> _ASSIGNED TASK_: Print the data below exactly, but only the lines from the one containing "pub async fn create_node(&self, mac: MacAddr, ip: Ipv4Addr)" down to the one containing "from the initial", inclusive.

======== TASK INPUTS

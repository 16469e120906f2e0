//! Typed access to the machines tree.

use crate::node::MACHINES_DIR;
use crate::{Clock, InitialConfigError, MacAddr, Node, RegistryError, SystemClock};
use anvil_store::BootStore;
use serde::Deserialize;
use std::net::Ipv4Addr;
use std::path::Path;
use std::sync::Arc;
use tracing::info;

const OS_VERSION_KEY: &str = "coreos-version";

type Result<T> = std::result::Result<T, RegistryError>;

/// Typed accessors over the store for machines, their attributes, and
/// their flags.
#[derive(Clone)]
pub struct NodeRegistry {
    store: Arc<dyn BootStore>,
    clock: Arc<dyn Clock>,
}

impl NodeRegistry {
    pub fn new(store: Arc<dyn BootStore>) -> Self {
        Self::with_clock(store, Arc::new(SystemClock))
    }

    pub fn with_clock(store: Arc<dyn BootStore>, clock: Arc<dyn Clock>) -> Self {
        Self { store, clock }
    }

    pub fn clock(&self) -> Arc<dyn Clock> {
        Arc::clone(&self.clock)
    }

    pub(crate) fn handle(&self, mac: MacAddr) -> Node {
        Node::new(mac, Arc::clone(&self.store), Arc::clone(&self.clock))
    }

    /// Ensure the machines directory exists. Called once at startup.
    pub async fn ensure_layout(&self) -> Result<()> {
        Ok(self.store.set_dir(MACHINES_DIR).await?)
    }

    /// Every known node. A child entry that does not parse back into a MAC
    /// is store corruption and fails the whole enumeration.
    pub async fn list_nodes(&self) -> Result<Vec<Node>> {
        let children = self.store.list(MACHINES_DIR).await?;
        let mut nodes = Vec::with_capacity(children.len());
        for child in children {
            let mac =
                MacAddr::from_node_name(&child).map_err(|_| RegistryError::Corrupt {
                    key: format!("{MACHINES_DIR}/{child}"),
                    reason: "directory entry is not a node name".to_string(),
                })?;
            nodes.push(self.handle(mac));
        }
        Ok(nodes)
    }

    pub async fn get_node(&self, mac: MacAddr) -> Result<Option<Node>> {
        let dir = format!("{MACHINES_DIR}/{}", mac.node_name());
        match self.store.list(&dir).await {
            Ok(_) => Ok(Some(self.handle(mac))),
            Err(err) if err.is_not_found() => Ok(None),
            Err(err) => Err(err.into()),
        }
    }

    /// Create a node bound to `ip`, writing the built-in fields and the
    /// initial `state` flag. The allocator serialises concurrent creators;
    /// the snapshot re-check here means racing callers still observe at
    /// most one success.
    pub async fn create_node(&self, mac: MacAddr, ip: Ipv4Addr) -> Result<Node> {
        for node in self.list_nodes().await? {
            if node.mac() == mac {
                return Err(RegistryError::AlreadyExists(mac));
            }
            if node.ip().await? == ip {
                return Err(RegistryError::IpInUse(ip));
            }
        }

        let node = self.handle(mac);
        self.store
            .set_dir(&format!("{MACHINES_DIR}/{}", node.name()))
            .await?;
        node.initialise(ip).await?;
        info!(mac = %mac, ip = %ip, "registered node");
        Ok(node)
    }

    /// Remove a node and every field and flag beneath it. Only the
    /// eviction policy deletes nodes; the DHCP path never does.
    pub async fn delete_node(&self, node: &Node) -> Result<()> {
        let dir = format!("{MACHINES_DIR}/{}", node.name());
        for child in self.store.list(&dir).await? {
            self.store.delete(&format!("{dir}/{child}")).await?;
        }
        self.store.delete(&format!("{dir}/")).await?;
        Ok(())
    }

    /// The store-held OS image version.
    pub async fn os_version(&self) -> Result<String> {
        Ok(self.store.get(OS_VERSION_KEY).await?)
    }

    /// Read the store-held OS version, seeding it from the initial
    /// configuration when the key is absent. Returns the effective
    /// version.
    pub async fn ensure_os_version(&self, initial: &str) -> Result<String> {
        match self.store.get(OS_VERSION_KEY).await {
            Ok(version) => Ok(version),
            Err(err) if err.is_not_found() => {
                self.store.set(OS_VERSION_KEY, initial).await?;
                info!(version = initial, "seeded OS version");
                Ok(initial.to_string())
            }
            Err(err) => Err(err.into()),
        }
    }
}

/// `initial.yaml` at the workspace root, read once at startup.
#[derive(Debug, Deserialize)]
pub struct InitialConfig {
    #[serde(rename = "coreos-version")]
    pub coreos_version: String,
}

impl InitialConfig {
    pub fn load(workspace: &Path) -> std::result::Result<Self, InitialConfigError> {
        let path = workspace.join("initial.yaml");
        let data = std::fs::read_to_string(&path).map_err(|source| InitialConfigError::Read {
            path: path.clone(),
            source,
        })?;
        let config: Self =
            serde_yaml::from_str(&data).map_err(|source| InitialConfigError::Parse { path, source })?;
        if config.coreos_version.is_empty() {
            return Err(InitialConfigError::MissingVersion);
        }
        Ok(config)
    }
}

================

> _TASK ANSWER_:
    pub async fn create_node(&self, mac: MacAddr, ip: Ipv4Addr) -> Result<Node> {
        for node in self.list_nodes().await? {
            if node.mac() == mac {
                return Err(RegistryError::AlreadyExists(mac));
            }
            if node.ip().await? == ip {
                return Err(RegistryError::IpInUse(ip));
            }
        }

        let node = self.handle(mac);
        self.store
            .set_dir(&format!("{MACHINES_DIR}/{}", node.name()))
            .await?;
        node.initialise(ip).await?;
        info!(mac = %mac, ip = %ip, "registered node");
        Ok(node)
    }

    /// Remove a node and every field and flag beneath it. Only the
    /// eviction policy deletes nodes; the DHCP path never does.
    pub async fn delete_node(&self, node: &Node) -> Result<()> {
        let dir = format!("{MACHINES_DIR}/{}", node.name());
        for child in self.store.list(&dir).await? {
            self.store.delete(&format!("{dir}/{child}")).await?;
        }
        self.store.delete(&format!("{dir}/")).await?;
        Ok(())
    }

    /// The store-held OS image version.
    pub async fn os_version(&self) -> Result<String> {
        Ok(self.store.get(OS_VERSION_KEY).await?)
    }

    /// Read the store-held OS version, seeding it from the initial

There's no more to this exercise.